Hitting obliquely at Mr Hallam, Taylor's most enthusiastic and withal tasteful critic, Mr Wilmott, remarks, “It is the custom, even among educated persons, to describe Taylor as a copious and florid writer, in whom the luxuriance and debility of the Asiatic school are conspicuously combined. Thus the affluence of his fancy has helped to impoverish his reputation, and the wing that raised him to the sun furnishes the arrow to bring him to the earth. In every large and fruitful intellect, we undoubtedly trace the predominance of one particular faculty; whether it be sagacity in Thucydides, beauty in Virgil, or harmony in Raffaelle. But this domination of one habit of thought does not imply the extirpation of every other. The historian becomes the rival of Demosthenes, the poet hurls the thunder-cloud over his garden, and the painter towers into the full grandeur and height of passion. We couple Michael Angelo with Æschylus, without remembering that Sophocles may be included in the parallel ; or that the pencil which seemed to exult in the creation of magnificent and daring energy, could impart to its design the tranquillity and bloom of Coreggio. And so it is with Taylor. The ruling faculty of his mind was a love of the beautiful, but he possessed,

in an



eminent degree, the element of the terrible.” Of these sublimer passages, our readers have a specimen in our extract from the sermon on Christ's advent to judgment.

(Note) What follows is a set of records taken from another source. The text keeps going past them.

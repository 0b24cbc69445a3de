use viaggi::error::Error;
use viaggi::query::{FlightSearchRequest, TravelClass};

fn make_valid_request() -> FlightSearchRequest {
    FlightSearchRequest::one_way("FCO", "LHR", "2026-03-01")
}

#[test]
fn valid_request_passes() {
    assert!(make_valid_request().validate().is_ok());
}

#[test]
fn constructor_normalizes_codes() {
    let req = FlightSearchRequest::one_way(" fco", "lhr ", "2026-03-01");
    assert_eq!(req.origin_location_code, "FCO");
    assert_eq!(req.destination_location_code, "LHR");
    assert!(req.validate().is_ok());
}

#[test]
fn rejects_lowercase_airport() {
    let mut req = make_valid_request();
    req.origin_location_code = "fco".into();
    assert!(matches!(req.validate(), Err(Error::InvalidAirport(_))));
}

#[test]
fn rejects_too_short_airport() {
    let mut req = make_valid_request();
    req.origin_location_code = "FC".into();
    assert!(req.validate().is_err());
}

#[test]
fn rejects_too_long_airport() {
    let mut req = make_valid_request();
    req.destination_location_code = "LHRX".into();
    assert!(req.validate().is_err());
}

#[test]
fn rejects_numeric_airport() {
    let mut req = make_valid_request();
    req.origin_location_code = "F1O".into();
    assert!(req.validate().is_err());
}

#[test]
fn rejects_same_origin_and_destination() {
    let req = FlightSearchRequest::one_way("FCO", "FCO", "2026-03-01");
    let err = req.validate().unwrap_err();
    assert!(err.to_string().contains("must differ"));
}

#[test]
fn rejects_bad_date_format() {
    let mut req = make_valid_request();
    req.departure_date = "01-03-2026".into();
    assert!(matches!(req.validate(), Err(Error::InvalidDate(_))));
}

#[test]
fn rejects_impossible_date() {
    let mut req = make_valid_request();
    req.departure_date = "2026-02-30".into();
    assert!(matches!(req.validate(), Err(Error::InvalidDate(_))));
}

#[test]
fn rejects_unpadded_date() {
    let mut req = make_valid_request();
    req.departure_date = "2026-3-1".into();
    assert!(req.validate().is_err());
}

#[test]
fn return_date_must_not_precede_departure() {
    let mut req = make_valid_request();
    req.return_date = Some("2026-02-28".into());
    assert!(req.validate().is_err());

    req.return_date = Some("2026-03-01".into());
    assert!(req.validate().is_ok());
}

#[test]
fn rejects_zero_adults() {
    let mut req = make_valid_request();
    req.adults = 0;
    assert!(req.validate().is_err());
}

#[test]
fn rejects_too_many_adults() {
    let mut req = make_valid_request();
    req.adults = 10;
    let err = req.validate().unwrap_err();
    assert!(err.to_string().contains("between 1 and 9"));
}

#[test]
fn rejects_too_many_children() {
    let mut req = make_valid_request();
    req.children = 10;
    assert!(req.validate().is_err());
}

#[test]
fn infants_cannot_exceed_adults() {
    let mut req = make_valid_request();
    req.adults = 1;
    req.infants = 2;
    let err = req.validate().unwrap_err();
    assert!(err.to_string().contains("infants cannot exceed"));
}

#[test]
fn infants_equal_to_adults_pass() {
    let mut req = make_valid_request();
    req.adults = 2;
    req.infants = 2;
    req.children = 3;
    assert!(req.validate().is_ok());
}

#[test]
fn travel_class_from_str_loose() {
    assert_eq!(TravelClass::from_str_loose("economy").unwrap(), TravelClass::Economy);
    assert_eq!(
        TravelClass::from_str_loose("Premium-Economy").unwrap(),
        TravelClass::PremiumEconomy
    );
    assert_eq!(TravelClass::from_str_loose("BUSINESS").unwrap(), TravelClass::Business);
    assert_eq!(TravelClass::from_str_loose("first").unwrap(), TravelClass::First);
    assert!(TravelClass::from_str_loose("cargo").is_err());
}

#[test]
fn request_body_shape() {
    let mut req = make_valid_request();
    req.travel_class = TravelClass::PremiumEconomy;
    req.adults = 2;
    let json = serde_json::to_value(&req).unwrap();
    assert_eq!(json["originLocationCode"], "FCO");
    assert_eq!(json["destinationLocationCode"], "LHR");
    assert_eq!(json["departureDate"], "2026-03-01");
    assert_eq!(json["adults"], 2);
    assert_eq!(json["travelClass"], "PREMIUM_ECONOMY");
    assert!(json.get("returnDate").is_none());
}

#[test]
fn round_trip_body_carries_return_date() {
    let mut req = make_valid_request();
    req.return_date = Some("2026-03-08".into());
    let json = serde_json::to_value(&req).unwrap();
    assert_eq!(json["returnDate"], "2026-03-08");
}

As we have already stated, we cannot agree with Mr Hallam in pronouncing Taylor's sentences “absolutely unmusical.” Owing to their amplitude they often lack the antithetic chime, and, beyond most literature of the period, they are free from the alliterative jingle. But they are often rich in melodythe melody, not of a ballad-tune, however, but the rolling fulness and the frequent burst against a grassy beach of a high and sunny sea.

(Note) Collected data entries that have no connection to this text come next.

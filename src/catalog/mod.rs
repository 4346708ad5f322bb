//! Brand Catalog
//!
//! A fixed, ordered set of brand names plus a symmetric similarity matrix
//! indexed by brand position. The set of brands never changes after
//! construction; only similarity flags are added, through
//! [`BrandCatalog::connect_similar_brands`].

pub mod loader;

use std::collections::HashSet;
use tracing::debug;

use crate::error::{Error, Result};

pub use loader::{load_catalog, parse_catalog};

/// Fixed brand set with a dense N×N similarity matrix
#[derive(Debug, Clone)]
pub struct BrandCatalog {
    names: Vec<String>,
    // Row-major, `names.len()` squared.
    similar: Vec<bool>,
}

impl BrandCatalog {
    /// Build a catalog from brand names and their similarity rows.
    ///
    /// Rejects empty or duplicate names, a matrix that is not N×N, and an
    /// asymmetric matrix. Diagonal entries are accepted and ignored.
    pub fn new(names: Vec<String>, matrix: Vec<Vec<bool>>) -> Result<Self> {
        if let Some(message) = name_defect(&names) {
            return Err(Error::invalid_argument(message));
        }

        let n = names.len();
        if matrix.len() != n || matrix.iter().any(|row| row.len() != n) {
            return Err(Error::invalid_argument(format!(
                "similarity matrix must be {n}x{n}"
            )));
        }

        if let Some((i, j)) = first_asymmetry(&matrix) {
            return Err(Error::invalid_argument(asymmetry_message(&names, i, j)));
        }

        Ok(Self::from_checked_rows(names, matrix))
    }

    /// Assemble a catalog whose names and N×N symmetric rows were already checked
    pub(crate) fn from_checked_rows(names: Vec<String>, matrix: Vec<Vec<bool>>) -> Self {
        Self {
            names,
            similar: matrix.into_iter().flatten().collect(),
        }
    }

    /// Catalog with no similarities recorded yet
    pub fn with_brands<I, S>(names: I) -> Result<Self>
    where
        I: IntoIterator<Item = S>,
        S: Into<String>,
    {
        let names: Vec<String> = names.into_iter().map(Into::into).collect();
        let n = names.len();
        Self::new(names, vec![vec![false; n]; n])
    }

    pub fn len(&self) -> usize {
        self.names.len()
    }

    pub fn is_empty(&self) -> bool {
        self.names.is_empty()
    }

    /// Brand names in catalog order
    pub fn names(&self) -> &[String] {
        &self.names
    }

    pub fn name(&self, index: usize) -> Option<&str> {
        self.names.get(index).map(String::as_str)
    }

    pub fn index_of(&self, name: &str) -> Option<usize> {
        self.names.iter().position(|n| n == name)
    }

    pub fn contains(&self, name: &str) -> bool {
        self.index_of(name).is_some()
    }

    /// Whether brands `a` and `b` are flagged similar.
    ///
    /// A brand is never similar to itself, and out-of-range indices are never similar.
    pub fn is_similar(&self, a: usize, b: usize) -> bool {
        let n = self.len();
        a != b && a < n && b < n && self.similar[a * n + b]
    }

    /// Names of the brands similar to the brand at `index`, in catalog order
    pub fn similar_to(&self, index: usize) -> impl Iterator<Item = &str> + '_ {
        self.names
            .iter()
            .enumerate()
            .filter(move |(other, _)| self.is_similar(index, *other))
            .map(|(_, name)| name.as_str())
    }

    /// Mark two brands as similar, in both directions.
    ///
    /// Unknown names and a brand paired with itself are rejected and leave
    /// the matrix unchanged.
    pub fn connect_similar_brands(&mut self, brand_a: &str, brand_b: &str) -> Result<()> {
        let a = self.require_index(brand_a)?;
        let b = self.require_index(brand_b)?;
        if a == b {
            return Err(Error::invalid_argument(format!(
                "brand '{}' cannot be similar to itself",
                brand_a
            )));
        }

        let n = self.len();
        self.similar[a * n + b] = true;
        self.similar[b * n + a] = true;
        debug!(brand_a, brand_b, "Linked similar brands");
        Ok(())
    }

    fn require_index(&self, name: &str) -> Result<usize> {
        self.index_of(name)
            .ok_or_else(|| Error::invalid_argument(format!("unknown brand '{}'", name)))
    }
}

/// Why a list of brand names cannot form a catalog, if it cannot
pub(crate) fn name_defect(names: &[String]) -> Option<String> {
    let mut seen = HashSet::with_capacity(names.len());
    for name in names {
        if name.is_empty() {
            return Some("brand names must not be empty".to_string());
        }
        if !seen.insert(name.as_str()) {
            return Some(format!("duplicate brand name '{}'", name));
        }
    }
    None
}

/// First `(i, j)` with `i < j` where the square `matrix` disagrees with its transpose
pub(crate) fn first_asymmetry(matrix: &[Vec<bool>]) -> Option<(usize, usize)> {
    let n = matrix.len();
    (0..n)
        .flat_map(|i| ((i + 1)..n).map(move |j| (i, j)))
        .find(|&(i, j)| matrix[i][j] != matrix[j][i])
}

pub(crate) fn asymmetry_message(names: &[String], i: usize, j: usize) -> String {
    format!(
        "similarity between '{}' and '{}' is not symmetric",
        names[i], names[j]
    )
}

This attribute has been well described by an American critic, whose subsequent writings exhibit not a little of Taylor's mental fertility, with a correctness of taste and a delicacy of feeling entirely his own. Alluding to the wellknown verdict of Dr Parr – Ωκηρον μεν σεβω, θαυμαζωδε Βαρρουον, και φιλώ Ταιλωρον--Dr Nehemiah Adams remarks, “ Barrow and Hooker are like streams—deep, full, sounding streams—rolling right onward to the sea. Taylor is a sunny river, that loves the meadows, and stretches forth its arms into the fields, and laughs while the little streams play into its bosom, and wanders where it will, while its hundred brothers hear the voice of the great deep, and plunge into their home. The writings of Barrow and Hooker are like the measured and more stately strains of an organ, governed by an apparent skill. Taylor heeds not the rules or the proportion of music; but, like a great Æolian harp, when you think that its strains are about to cease, the restless melodies of his soul break out in another strain, and still another, till you are absolutely wearied with delight." *

Like most men who have a peaceful conscience, an exuberant fancy, or a large excess of intellectual power, there are frequent gleams of gaiety and sparklets of wit throughout the pages of Taylor; and in his controversial writings the argument occasionally sharpens into sarcasm. In his “ Dissuasive from Popery," Coleridge adduces as “an exquisite specimen of grave and dignified irony,” the following paragraph :-“The spirit of prophecy' is also a pretty sure sign of the true church. ... I deny not but there have been some prophets in the Church of Rome-Johannes de Rupe Scissa, Anselmus, Marsicanus, Robert Grosthead, bishop of Lincoln, St Hildegardis, Abbot Joachim, whose prophecies and pictures prophetical were published by Theophrastus Paracelsus, and John Adrasder, and by Paschalinus Regiselmus, at Venice, 1589; but (as Ahab said, concerning Micaiah) these do not prophesy good concerning Rome, but evil."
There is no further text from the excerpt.